▸ SOURCE RECORDS

- Opening Delimiter -

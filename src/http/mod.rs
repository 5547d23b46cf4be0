//! HTTP surface: axum routes and handlers around the draw engine.

pub mod handler;
pub mod routes;

pub use handler::AppState;
pub use routes::router;
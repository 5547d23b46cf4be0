use thiserror::Error;

/// Everything that can stop a draw before it starts.
///
/// The draw itself never fails once given a validated [`Config`]: over-full
/// pot groups degrade by dropping excess players, unknown tags are logged and
/// skipped. Only acquiring the configuration can error.
///
/// [`Config`]: crate::draw_engine::models::Config
#[derive(Error, Debug)]
pub enum ConfigError {
    #[error("error reading config file: {0}")]
    Read(#[from] std::io::Error),

    #[error("error parsing config file: {0}")]
    Parse(#[from] serde_json::Error),

    #[error("jumlah_tim must be greater than 0, got {0}")]
    Validation(i32),
}
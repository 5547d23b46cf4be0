//! Randomness policy for a draw.
//!
//! One `StdRng` is created per draw invocation and threaded as `&mut` through
//! every shuffle, so call ordering is part of the observable behavior. The
//! seed comes from the OS secure source (8 bytes, little-endian i64); if that
//! fails the seed degrades to wall-clock nanoseconds rather than aborting.
//!
//! Player-list shuffles additionally draw a 0..5 jitter value from the same
//! RNG and sleep that many milliseconds before touching the slice. The team
//! permutation shuffle does not jitter. Both quirks are carried over from the
//! original service so the RNG stream consumption stays identical.

use std::thread;
use std::time::{Duration, SystemTime, UNIX_EPOCH};

use rand::rngs::{OsRng, StdRng};
use rand::{Rng, RngCore, SeedableRng};
use tracing::warn;

/// 8 secure bytes interpreted as a little-endian signed seed, with a
/// wall-clock fallback when the OS source is unavailable.
pub fn secure_seed() -> i64 {
    let mut buf = [0u8; 8];
    match OsRng.try_fill_bytes(&mut buf) {
        Ok(()) => i64::from_le_bytes(buf),
        Err(err) => {
            warn!(%err, "secure random source failed, falling back to time-based seed");
            clock_seed()
        }
    }
}

fn clock_seed() -> i64 {
    SystemTime::now()
        .duration_since(UNIX_EPOCH)
        .map(|d| d.as_nanos() as i64)
        .unwrap_or(0)
}

/// Fresh generator for one draw invocation.
pub fn draw_rng() -> StdRng {
    StdRng::seed_from_u64(secure_seed() as u64)
}

/// In-place Fisher-Yates shuffle.
pub fn shuffle<T, R: Rng>(slice: &mut [T], rng: &mut R) {
    for i in (1..slice.len()).rev() {
        let j = rng.gen_range(0..=i);
        slice.swap(i, j);
    }
}

/// Shuffle a player list: short random delay first, then Fisher-Yates.
///
/// The delay draws from `rng` even for empty slices, so it always advances
/// the shared stream by one value.
pub fn shuffle_players<T, R: Rng>(slice: &mut [T], rng: &mut R) {
    thread::sleep(Duration::from_millis(rng.gen_range(0..5)));
    shuffle(slice, rng);
}

/// Random permutation of team identifiers `1..=count`.
pub fn team_permutation<R: Rng>(count: usize, rng: &mut R) -> Vec<i32> {
    let mut ids: Vec<i32> = (1..=count as i32).collect();
    shuffle(&mut ids, rng);
    ids
}
// Copyright (c) 2025 Varshith Gudur. Licensed under AGPLv3.
//! Account addresses.
//!
//! 20-byte identifiers rendered as `0x` followed by 40 hex digits. Parsing accepts
//! mixed-case (checksummed) input; rendering is always lowercase. Ordering is plain byte
//! order, which is also the tie-break order of reputation rankings.

use core::fmt;
use core::str::FromStr;
use serde::de::{self, Deserializer};
use serde::{Deserialize, Serialize, Serializer};
use thiserror::Error;

#[derive(Error, Debug, Clone, PartialEq, Eq)]
pub enum AddressError {
    #[error("address must start with 0x")]
    MissingPrefix,
    #[error("address must have 40 hex digits, found {0}")]
    InvalidLength(usize),
    #[error("address contains non-hex characters")]
    InvalidHex,
}

#[derive(Clone, Copy, PartialEq, Eq, PartialOrd, Ord, Hash, Default)]
#[repr(transparent)]
pub struct Address(pub [u8; 20]);

impl Address {
    pub const LEN: usize = 20;
    pub const ZERO: Address = Address([0u8; 20]);

    pub fn from_bytes(bytes: [u8; 20]) -> Self {
        Address(bytes)
    }

    pub fn as_bytes(&self) -> &[u8; 20] {
        &self.0
    }

    pub fn to_hex(&self) -> String {
        format!("0x{}", hex::encode(self.0))
    }

    /// Deterministic test/demo address whose last byte is `n`.
    pub fn from_low_u64(n: u64) -> Self {
        let mut bytes = [0u8; 20];
        bytes[12..].copy_from_slice(&n.to_be_bytes());
        Address(bytes)
    }
}

impl FromStr for Address {
    type Err = AddressError;

    fn from_str(s: &str) -> Result<Self, Self::Err> {
        let digits = s
            .strip_prefix("0x")
            .or_else(|| s.strip_prefix("0X"))
            .ok_or(AddressError::MissingPrefix)?;
        if digits.len() != Self::LEN * 2 {
            return Err(AddressError::InvalidLength(digits.len()));
        }
        let mut bytes = [0u8; 20];
        hex::decode_to_slice(digits, &mut bytes).map_err(|_| AddressError::InvalidHex)?;
        Ok(Address(bytes))
    }
}

impl fmt::Display for Address {
    fn fmt(&self, f: &mut fmt::Formatter<'_>) -> fmt::Result {
        f.write_str("0x")?;
        for b in self.0.iter() {
            write!(f, "{:02x}", b)?;
        }
        Ok(())
    }
}

impl fmt::Debug for Address {
    fn fmt(&self, f: &mut fmt::Formatter<'_>) -> fmt::Result {
        write!(f, "Address({})", self)
    }
}

// Hex string for JSON, raw bytes for bincode.
impl Serialize for Address {
    fn serialize<S: Serializer>(&self, serializer: S) -> Result<S::Ok, S::Error> {
        if serializer.is_human_readable() {
            serializer.serialize_str(&self.to_hex())
        } else {
            self.0.serialize(serializer)
        }
    }
}

impl<'de> Deserialize<'de> for Address {
    fn deserialize<D: Deserializer<'de>>(deserializer: D) -> Result<Self, D::Error> {
        if deserializer.is_human_readable() {
            let s = String::deserialize(deserializer)?;
            s.parse().map_err(de::Error::custom)
        } else {
            <[u8; 20]>::deserialize(deserializer).map(Address)
        }
    }
}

- Closing Delimiter -

▸ WHAT YOU SHOULD DO
Would you retype exactly the lines above, from the line with "pub fn draw_rng()" to the line with "pub fn shuffle_players<T, R: Rng>(slice: &mut", with both end lines kept and nothing more?

▸ ANSWER SPACE
pub fn draw_rng() -> StdRng {
    StdRng::seed_from_u64(secure_seed() as u64)
}

/// In-place Fisher-Yates shuffle.
pub fn shuffle<T, R: Rng>(slice: &mut [T], rng: &mut R) {
    for i in (1..slice.len()).rev() {
        let j = rng.gen_range(0..=i);
        slice.swap(i, j);
    }
}

/// Shuffle a player list: short random delay first, then Fisher-Yates.
///
/// The delay draws from `rng` even for empty slices, so it always advances
/// the shared stream by one value.
pub fn shuffle_players<T, R: Rng>(slice: &mut [T], rng: &mut R) {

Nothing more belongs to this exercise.